Stored records
//! Tier 2: schema.org JSON-LD embedded in the reel page.

use select::document::Document;
use select::predicate::{Attr, Name, Predicate};
use serde_json::Value;

use super::{clean, MetadataSource, ReelMetadata};

/// First usable record among all `application/ld+json` scripts.
pub fn extract(document: &Document, shortcode: &str) -> Option<ReelMetadata> {
    for script in document.find(Name("script").and(Attr("type", "application/ld+json"))) {
        let text = script.text();
        let value: Value = match serde_json::from_str(text.trim()) {
            Ok(value) => value,
            Err(e) => {
                log::debug!("JSON-LD block for {} is not valid JSON: {}", shortcode, e);
                continue;
            }
        };

        let found = candidates(&value)
            .into_iter()
            .map(|obj| from_object(obj, shortcode))
            .find(ReelMetadata::is_usable);
        if found.is_some() {
            return found;
        }
    }

    None
}

/// Top-level objects of a JSON-LD block: a single object, an array, or an `@graph`.
fn candidates(value: &Value) -> Vec<&Value> {
    match value {
        Value::Array(items) => items.iter().filter(|v| v.is_object()).collect(),
        Value::Object(_) => match value.get("@graph").and_then(Value::as_array) {
            Some(graph) => graph.iter().filter(|v| v.is_object()).collect(),
            None => vec![value],
        },
        _ => Vec::new(),
    }
}

fn from_object(obj: &Value, shortcode: &str) -> ReelMetadata {
    let video = first(obj.get("video"));
    let author = first(obj.get("author"));

    let mut metadata = ReelMetadata {
        caption: ["caption", "articleBody", "description", "name"]
            .iter()
            .find_map(|key| string(obj.get(*key))),
        author: author.and_then(|a| {
            string(a.get("alternateName"))
                .map(|name| name.trim_start_matches('@').to_string())
                .or_else(|| string(a.pointer("/identifier/value")))
        }),
        author_name: author.and_then(|a| string(a.get("name"))),
        comment_count: count(obj.get("commentCount")),
        upload_date: ["uploadDate", "dateCreated", "datePublished"]
            .iter()
            .find_map(|key| string(obj.get(*key)))
            .or_else(|| video.and_then(|v| string(v.get("uploadDate")))),
        thumbnail_url: string(first(obj.get("thumbnailUrl")))
            .or_else(|| video.and_then(|v| string(first(v.get("thumbnailUrl")))))
            .or_else(|| image_url(obj.get("image"))),
        video_url: string(obj.get("contentUrl"))
            .or_else(|| video.and_then(|v| string(v.get("contentUrl"))))
            .or_else(|| string(obj.get("embedUrl"))),
        ..ReelMetadata::new(shortcode, MetadataSource::JsonLd)
    };

    let stats = obj
        .get("interactionStatistic")
        .or_else(|| video.and_then(|v| v.get("interactionStatistic")));
    for stat in as_list(stats) {
        let kind = interaction_type(stat).unwrap_or_default();
        let Some(value) = count(stat.get("userInteractionCount")) else {
            continue;
        };
        if kind.ends_with("LikeAction") {
            metadata.like_count = Some(value);
        } else if kind.ends_with("CommentAction") {
            metadata.comment_count = metadata.comment_count.or(Some(value));
        } else if kind.ends_with("WatchAction") {
            metadata.view_count = Some(value);
        }
    }

    metadata
}

/// `interactionType` is either an IRI string or an object with `@type`.
fn interaction_type(stat: &Value) -> Option<String> {
    match stat.get("interactionType")? {
        Value::String(s) => Some(s.clone()),
        Value::Object(map) => map.get("@type").and_then(Value::as_str).map(String::from),
        _ => None,
    }
}

/// First element of an array, or the value itself.
fn first(value: Option<&Value>) -> Option<&Value> {
    match value? {
        Value::Array(items) => items.first(),
        other => Some(other),
    }
}

fn as_list(value: Option<&Value>) -> Vec<&Value> {
    match value {
        Some(Value::Array(items)) => items.iter().collect(),
        Some(other @ Value::Object(_)) => vec![other],
        _ => Vec::new(),
    }
}

fn string(value: Option<&Value>) -> Option<String> {
    value.and_then(Value::as_str).and_then(clean)
}

/// Counts appear both as numbers and as numeric strings.
fn count(value: Option<&Value>) -> Option<u64> {
    match value? {
        Value::Number(n) => n.as_u64(),
        Value::String(s) => s.trim().replace(',', "").parse().ok(),
        _ => None,
    }
}

/// `image` may be a URL, a list of URLs, or an `ImageObject`.
fn image_url(value: Option<&Value>) -> Option<String> {
    let image = first(value)?;
    string(Some(image)).or_else(|| string(image.get("url")))
}

#[cfg(test)]
mod tests {
    use super::*;
    use pretty_assertions::assert_eq;

    fn doc(ld: &str) -> Document {
        Document::from(format!(r#"<html><head><script type="application/ld+json">{}</script></head></html>"#, ld).as_str())
    }

    #[test]
    fn test_extract_video_object() {
        let document = doc(r#"{
            "@context": "https://schema.org",
            "@type": "VideoObject",
            "caption": "Trail run at dawn #running",
            "uploadDate": "2024-03-03T12:00:00+00:00",
            "contentUrl": "https://cdn.example/reel.mp4",
            "thumbnailUrl": ["https://cdn.example/thumb.jpg"],
            "author": { "@type": "Person", "alternateName": "@trailrunner", "name": "Trail Runner" },
            "commentCount": "41",
            "interactionStatistic": [
                { "@type": "InteractionCounter", "interactionType": "http://schema.org/LikeAction", "userInteractionCount": 1200 },
                { "@type": "InteractionCounter", "interactionType": { "@type": "WatchAction" }, "userInteractionCount": "54000" }
            ]
        }"#);

        let m = extract(&document, "C9xYz12AbCd").unwrap();

        assert_eq!(m.source, MetadataSource::JsonLd);
        assert_eq!(m.caption.as_deref(), Some("Trail run at dawn #running"));
        assert_eq!(m.author.as_deref(), Some("trailrunner"));
        assert_eq!(m.author_name.as_deref(), Some("Trail Runner"));
        assert_eq!(m.like_count, Some(1200));
        assert_eq!(m.comment_count, Some(41));
        assert_eq!(m.view_count, Some(54000));
        assert_eq!(m.video_url.as_deref(), Some("https://cdn.example/reel.mp4"));
        assert_eq!(m.thumbnail_url.as_deref(), Some("https://cdn.example/thumb.jpg"));
        assert_eq!(m.upload_date.as_deref(), Some("2024-03-03T12:00:00+00:00"));
    }

    #[test]
    fn test_extract_social_media_posting_with_nested_video() {
        let document = doc(r#"[{
            "@type": "SocialMediaPosting",
            "articleBody": "Carousel caption",
            "author": [{ "identifier": { "value": "poster" }, "name": "Poster" }],
            "video": [{ "contentUrl": "https://cdn.example/nested.mp4", "thumbnailUrl": "https://cdn.example/nested.jpg", "uploadDate": "2024-01-01" }],
            "interactionStatistic": { "interactionType": "https://schema.org/CommentAction", "userInteractionCount": 9 }
        }]"#);

        let m = extract(&document, "abc").unwrap();

        assert_eq!(m.caption.as_deref(), Some("Carousel caption"));
        assert_eq!(m.author.as_deref(), Some("poster"));
        assert_eq!(m.video_url.as_deref(), Some("https://cdn.example/nested.mp4"));
        assert_eq!(m.thumbnail_url.as_deref(), Some("https://cdn.example/nested.jpg"));
        assert_eq!(m.upload_date.as_deref(), Some("2024-01-01"));
        assert_eq!(m.comment_count, Some(9));
        assert_eq!(m.like_count, None);
    }

    #[test]
    fn test_extract_skips_invalid_and_empty_blocks() {
        let html = r#"<html><head>
            <script type="application/ld+json">{ not json</script>
            <script type="application/ld+json">{"@type":"BreadcrumbList"}</script>
            <script type="application/ld+json">{"@graph":[{"@type":"ImageObject","image":{"url":"https://cdn.example/img.jpg"}}]}</script>
            </head></html>"#;
        let document = Document::from(html);

        let m = extract(&document, "abc").unwrap();
        assert_eq!(m.thumbnail_url.as_deref(), Some("https://cdn.example/img.jpg"));
    }

    #[test]
    fn test_extract_none_without_scripts() {
        let document = Document::from("<html><head></head><body></body></html>");
        assert!(extract(&document, "abc").is_none());
    }
}
//! Combined reel info served by `/api/info`.

use serde_json::{Map, Value};

use crate::core::error::AppError;
use crate::download::SnapsaveResult;
use crate::metadata::ReelMetadata;

/// Keys removed from the merged object: the raw link list is replaced by
/// `downloadUrls` and the thumbnail is dropped from the summary.
const STRIPPED_KEYS: &[&str] = &["data", "thumbnailUrl"];

/// Merge scraped metadata with the resolver result.
///
/// Download keys win on conflict. `downloadUrls` lists every resolved link in
/// upstream order (empty when resolution failed).
pub fn merge_info(metadata: &ReelMetadata, download: &SnapsaveResult) -> Result<Value, AppError> {
    let mut merged = into_object(serde_json::to_value(metadata)?);
    merged.extend(into_object(serde_json::to_value(download)?));

    let urls: Vec<Value> = download
        .links()
        .iter()
        .map(|link| Value::String(link.url.clone()))
        .collect();
    merged.insert("downloadUrls".to_string(), Value::Array(urls));

    for key in STRIPPED_KEYS {
        merged.remove(*key);
    }

    Ok(Value::Object(merged))
}

fn into_object(value: Value) -> Map<String, Value> {
    match value {
        Value::Object(map) => map,
        _ => Map::new(),
    }
}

◆ **TASK GOAL**
Nothing but the lines from the top of the records down to the line with "pub fn extract(document: &Document, shortcode: &str)" belongs in the answer; repeat them exactly.

◆ **SOLVED PROBLEM**
//! Tier 2: schema.org JSON-LD embedded in the reel page.

use select::document::Document;
use select::predicate::{Attr, Name, Predicate};
use serde_json::Value;

use super::{clean, MetadataSource, ReelMetadata};

/// First usable record among all `application/ld+json` scripts.
pub fn extract(document: &Document, shortcode: &str) -> Option<ReelMetadata> {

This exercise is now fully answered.